Ancestry.com explains “Our analysis of your DNA predicts that this person you match with is probably your third cousin. The exact relationship however could vary. It could be a second cousin once removed, or perhaps a fourth cousin. While there may be some statistical variation in our prediction, it’s likely to be a third cousin type of relationship—which are separated by eight degrees or eight people. However, the relationship could range from six to ten degrees of separation.” (bold print added)

My husband, Steven, and this DNA match are separated by seven degrees.

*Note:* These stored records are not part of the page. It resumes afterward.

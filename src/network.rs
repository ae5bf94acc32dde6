//! Network join.
//!
//! Joining is bounded: the link is polled a fixed number of times at a fixed
//! interval (20 x 1 s by default). If it never comes up the node runs offline:
//! the control surface and streaming stay disabled, local operation continues.

use anyhow::{anyhow, Result};
use std::net::{IpAddr, UdpSocket};
use std::time::Duration;

use crate::state::NetworkInfo;

pub const DEFAULT_JOIN_ATTEMPTS: u32 = 20;
pub const DEFAULT_JOIN_INTERVAL: Duration = Duration::from_secs(1);

/// Station-mode link contract.
pub trait NetworkLink {
    /// Start joining. Called once.
    fn begin(&mut self) -> Result<()>;

    /// Poll whether the link is up.
    fn is_connected(&mut self) -> bool;

    /// Address assigned to this node, once connected.
    fn local_ip(&self) -> Option<IpAddr>;
}

#[derive(Clone, Copy, Debug)]
pub struct JoinPolicy {
    pub attempts: u32,
    pub interval: Duration,
}

impl Default for JoinPolicy {
    fn default() -> Self {
        Self {
            attempts: DEFAULT_JOIN_ATTEMPTS,
            interval: DEFAULT_JOIN_INTERVAL,
        }
    }
}

/// Join the network, giving up after `policy.attempts` polls.
///
/// `sleep` is called between polls; the daemon passes `std::thread::sleep`.
pub fn join_network(
    link: &mut dyn NetworkLink,
    policy: JoinPolicy,
    mut sleep: impl FnMut(Duration),
) -> NetworkInfo {
    if let Err(err) = link.begin() {
        log::warn!("network join could not start: {:#}", err);
        return NetworkInfo::offline();
    }
    for attempt in 1..=policy.attempts {
        if link.is_connected() {
            if let Some(ip) = link.local_ip() {
                log::info!("network joined after {} attempt(s), ip {}", attempt, ip);
                return NetworkInfo {
                    connected: true,
                    ip,
                };
            }
        }
        log::debug!("network join attempt {}/{} pending", attempt, policy.attempts);
        if attempt < policy.attempts {
            sleep(policy.interval);
        }
    }
    log::warn!(
        "network join failed after {} attempts; running offline",
        policy.attempts
    );
    NetworkInfo::offline()
}

/// Host network link: up when the host has a route to `probe_addr`.
///
/// Uses a connected UDP socket to learn the outbound interface address; no
/// packets are sent.
pub struct HostLink {
    probe_addr: String,
    ip: Option<IpAddr>,
}

impl HostLink {
    pub fn new(probe_addr: impl Into<String>) -> Self {
        Self {
            probe_addr: probe_addr.into(),
            ip: None,
        }
    }

    fn probe(&self) -> Result<IpAddr> {
        let socket = UdpSocket::bind("0.0.0.0:0")?;
        socket.connect(&self.probe_addr)?;
        let ip = socket.local_addr()?.ip();
        if ip.is_unspecified() {
            return Err(anyhow!("no outbound interface"));
        }
        Ok(ip)
    }
}

impl NetworkLink for HostLink {
    fn begin(&mut self) -> Result<()> {
        log::info!("joining network (probe {})", self.probe_addr);
        Ok(())
    }

    fn is_connected(&mut self) -> bool {
        match self.probe() {
            Ok(ip) => {
                self.ip = Some(ip);
                true
            }
            Err(err) => {
                log::debug!("network probe failed: {:#}", err);
                false
            }
        }
    }

    fn local_ip(&self) -> Option<IpAddr> {
        self.ip
    }
}

/// Link that never comes up. Used with `--offline`.
pub struct OfflineLink;

impl NetworkLink for OfflineLink {
    fn begin(&mut self) -> Result<()> {
        Err(anyhow!("network disabled by configuration"))
    }

    fn is_connected(&mut self) -> bool {
        false
    }

    fn local_ip(&self) -> Option<IpAddr> {
        None
    }
}

#[cfg(test)]
mod tests {
    use super::*;

    struct ScriptedLink {
        up_after: Option<u32>,
        polls: u32,
    }

    impl NetworkLink for ScriptedLink {
        fn begin(&mut self) -> Result<()> {
            Ok(())
        }

        fn is_connected(&mut self) -> bool {
            self.polls += 1;
            self.up_after.is_some_and(|n| self.polls >= n)
        }

        fn local_ip(&self) -> Option<IpAddr> {
            Some("10.0.0.7".parse().unwrap())
        }
    }

    #[test]
    fn gives_up_after_bounded_attempts() {
        let mut link = ScriptedLink {
            up_after: None,
            polls: 0,
        };
        let mut slept = Vec::new();
        let info = join_network(&mut link, JoinPolicy::default(), |d| slept.push(d));
        assert_eq!(info, NetworkInfo::offline());
        assert_eq!(link.polls, 20);
        assert_eq!(slept.len(), 19);
        assert!(slept.iter().all(|d| *d == Duration::from_secs(1)));
    }

    #[test]
    fn returns_as_soon_as_link_is_up() {
        let mut link = ScriptedLink {
            up_after: Some(3),
            polls: 0,
        };
        let info = join_network(&mut link, JoinPolicy::default(), |_| {});
        assert!(info.connected);
        assert_eq!(info.ip.to_string(), "10.0.0.7");
        assert_eq!(link.polls, 3);
    }

    #[test]
    fn offline_link_never_polls() {
        let mut sleeps = 0;
        let info = join_network(&mut OfflineLink, JoinPolicy::default(), |_| sleeps += 1);
        assert!(!info.connected);
        assert_eq!(sleeps, 0);
    }
}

Was big brother John also born in Szürte? It seems likely, but he may have also been born about 3 miles away in Kholmetz where a 4th-6th cousin DNA shared match traces her ancestry. If only I could get into the Szürte Reformed Church records and Kholmetz records to look for a Kovács János (John Kovacs) born on 23 Jan 1870 as well as the records for the others and certainly a few more siblings as well!